El operativo secreto que derrocó a Isabel Perón: cómo se ejecutó el golpe desde el aire

El golpe de Estado del 24 de marzo de 1976 no fue un hecho improvisado. Detrás de la caída del gobierno constitucional de María Estela Martínez de Perón existió una planificación minuciosa que incluyó inteligencia, estrategia militar y una operación clave: el secuestro de la Presidenta en pleno vuelo.

Según reconstrucciones históricas, el plan diseñado por las Fuerzas Armadas se desarrolló en varias etapas. La primera consistía en asegurar la detención de Isabel Perón sin generar enfrentamientos armados en la Casa Rosada o en la Quinta de Olivos, donde se esperaba resistencia por parte de su custodia y del Regimiento de Granaderos a Caballo.
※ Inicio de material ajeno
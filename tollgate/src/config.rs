//! Gate configuration
//!
//! One explicit object, built once at startup and passed by reference to every
//! component. There is no ambient global configuration.

use std::path::{Path, PathBuf};

use serde::{Deserialize, Serialize};

use crate::error::{GateError, GateResult};

/// Default deletion ratio at which drafts escalate and the breaker trips.
pub const DEFAULT_MAX_DELETE_RATIO: f64 = 0.5;

/// Default symlink hop budget for path resolution.
pub const DEFAULT_MAX_SYMLINK_HOPS: usize = 40;

/// Configuration shared by the sandbox, store, breakers and draft gate.
#[derive(Debug, Clone, PartialEq, Serialize, Deserialize)]
#[serde(default)]
pub struct GateConfig {
    /// Production tree that accepted drafts are applied to.
    pub workspace_root: PathBuf,
    /// The only directory workers may write to.
    pub sandbox_root: PathBuf,
    /// Contracts, archive, halt reports and the transition log.
    pub state_dir: PathBuf,
    /// Drafts at or above this deletion ratio escalate; the breaker trips above it.
    pub max_delete_ratio: f64,
    /// Per-draft scope limit on added + deleted lines.
    pub max_draft_lines: usize,
    /// Symlink hops allowed while resolving a path.
    pub max_symlink_hops: usize,
    /// Extensions allowed for files written into the sandbox.
    pub allowed_extensions: Vec<String>,
    /// Credential-like file name patterns (`*` wildcards, case-insensitive).
    pub sensitive_patterns: Vec<String>,
    /// Additional secret regexes applied to added diff lines.
    pub extra_secret_patterns: Vec<String>,
}

impl Default for GateConfig {
    fn default() -> Self {
        Self {
            workspace_root: PathBuf::from("."),
            sandbox_root: PathBuf::from(".tollgate/sandbox"),
            state_dir: PathBuf::from(".tollgate/state"),
            max_delete_ratio: DEFAULT_MAX_DELETE_RATIO,
            max_draft_lines: 400,
            max_symlink_hops: DEFAULT_MAX_SYMLINK_HOPS,
            allowed_extensions: vec!["draft".into(), "json".into()],
            sensitive_patterns: default_sensitive_patterns(),
            extra_secret_patterns: Vec::new(),
        }
    }
}

fn default_sensitive_patterns() -> Vec<String> {
    [
        ".env",
        ".env.*",
        "*.pem",
        "*.key",
        "id_rsa*",
        "id_ed25519*",
        "id_ecdsa*",
        "*credentials*",
        "*secret*",
        ".npmrc",
        ".pypirc",
        ".netrc",
        "*.p12",
        "*.pfx",
        "*.keystore",
    ]
    .iter()
    .map(|s| s.to_string())
    .collect()
}

impl GateConfig {
    /// Build a config rooted at `workspace_root` with the sandbox and state
    /// directories under `<workspace_root>/.tollgate`.
    pub fn for_workspace(workspace_root: impl AsRef<Path>) -> Self {
        let root = workspace_root.as_ref().to_path_buf();
        Self {
            sandbox_root: root.join(".tollgate").join("sandbox"),
            state_dir: root.join(".tollgate").join("state"),
            workspace_root: root,
            ..Self::default()
        }
    }

    /// Parse from TOML text.
    pub fn from_toml_str(content: &str) -> GateResult<Self> {
        toml::from_str(content).map_err(|e| GateError::config(e.to_string()))
    }

    /// Check internal consistency. Called once at startup.
    pub fn validate(&self) -> GateResult<()> {
        if !(self.max_delete_ratio > 0.0 && self.max_delete_ratio <= 1.0) {
            return Err(GateError::config(format!(
                "max_delete_ratio must be in (0, 1], got {}",
                self.max_delete_ratio
            )));
        }
        if self.max_draft_lines == 0 {
            return Err(GateError::config("max_draft_lines must be positive"));
        }
        if self.max_symlink_hops == 0 {
            return Err(GateError::config("max_symlink_hops must be positive"));
        }
        if self.allowed_extensions.is_empty() {
            return Err(GateError::config("allowed_extensions must not be empty"));
        }
        if self.sandbox_root == self.workspace_root {
            return Err(GateError::config(
                "sandbox_root must differ from workspace_root",
            ));
        }
        if self.workspace_root.starts_with(&self.sandbox_root) {
            return Err(GateError::config(
                "workspace_root must not live inside sandbox_root",
            ));
        }
        for pattern in &self.extra_secret_patterns {
            regex::Regex::new(pattern).map_err(|e| {
                GateError::config(format!("invalid secret pattern `{pattern}`: {e}"))
            })?;
        }
        Ok(())
    }

    /// Directory holding active contracts.
    pub fn contracts_dir(&self) -> PathBuf {
        self.state_dir.join("contracts")
    }

    /// Append-only transition log.
    pub fn transition_log_path(&self) -> PathBuf {
        self.state_dir.join("transitions.jsonl")
    }
}

#[cfg(test)]
mod tests {
    use super::*;

    #[test]
    fn test_defaults_validate() {
        let config = GateConfig::default();
        assert!(config.validate().is_ok());
        assert_eq!(config.max_delete_ratio, 0.5);
        assert_eq!(config.max_symlink_hops, 40);
    }

    #[test]
    fn test_for_workspace_nests_control_dirs() {
        let config = GateConfig::for_workspace("/repo");
        assert_eq!(config.sandbox_root, PathBuf::from("/repo/.tollgate/sandbox"));
        assert_eq!(config.state_dir, PathBuf::from("/repo/.tollgate/state"));
        assert_eq!(
            config.transition_log_path(),
            PathBuf::from("/repo/.tollgate/state/transitions.jsonl")
        );
    }

    #[test]
    fn test_from_toml_partial_uses_defaults() {
        let config = GateConfig::from_toml_str(
            r#"
            workspace_root = "/srv/app"
            sandbox_root = "/srv/sandbox"
            max_delete_ratio = 0.3
            "#,
        )
        .unwrap();
        assert_eq!(config.workspace_root, PathBuf::from("/srv/app"));
        assert_eq!(config.max_delete_ratio, 0.3);
        assert_eq!(config.max_draft_lines, 400);
        assert!(config.validate().is_ok());
    }

    #[test]
    fn test_validate_rejects_bad_ratio() {
        let config = GateConfig {
            max_delete_ratio: 1.5,
            ..GateConfig::default()
        };
        assert!(matches!(config.validate(), Err(GateError::Config { .. })));
    }

    #[test]
    fn test_validate_rejects_workspace_inside_sandbox() {
        let config = GateConfig {
            workspace_root: PathBuf::from("/sb/ws"),
            sandbox_root: PathBuf::from("/sb"),
            ..GateConfig::default()
        };
        assert!(config.validate().is_err());
    }

    #[test]
    fn test_validate_rejects_bad_secret_regex() {
        let config = GateConfig {
            extra_secret_patterns: vec!["(unclosed".into()],
            ..GateConfig::default()
        };
        assert!(config.validate().is_err());
    }
}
Ante ese escenario, los militares optaron por una alternativa inédita: interceptar a la Presidenta durante un traslado aéreo. El helicóptero presidencial fue desviado de su ruta original y utilizado como medio para concretar su detención y traslado a una base militar, marcando así el inicio efectivo del golpe. 

La operación estuvo a cargo de altos mandos de la Fuerza Aérea y fue ejecutada por pilotos seleccionados bajo estrictos criterios. Ambos habían sido entrenados durante semanas para una misión que requería precisión, rapidez y absoluto sigilo.

Durante la madrugada del 24 de marzo, la comitiva presidencial abordó el helicóptero sin sospechar el desenlace. En cuestión de minutos, la aeronave cambió su trayectoria y se dirigió al destino pactado por los golpistas. Con esa maniobra, la Presidenta quedó detenida y se dio paso a la instauración de la junta militar.

El operativo formó parte de un plan más amplio que incluía la toma de medios de comunicación, la emisión de comunicados oficiales y una serie de acciones coordinadas para asegurar el control total del país en pocas horas.

Con el paso del tiempo, muchos de los documentos oficiales vinculados a esa operación desaparecieron, lo que dificultó durante décadas la reconstrucción completa de los hechos. Sin embargo, investigaciones posteriores permitieron conocer detalles clave sobre cómo se ejecutó la maniobra que puso fin a la democracia.

A casi 50 años de aquel episodio, la historia de esa madrugada sigue revelando aspectos poco conocidos sobre uno de los momentos más determinantes de la Argentina contemporánea.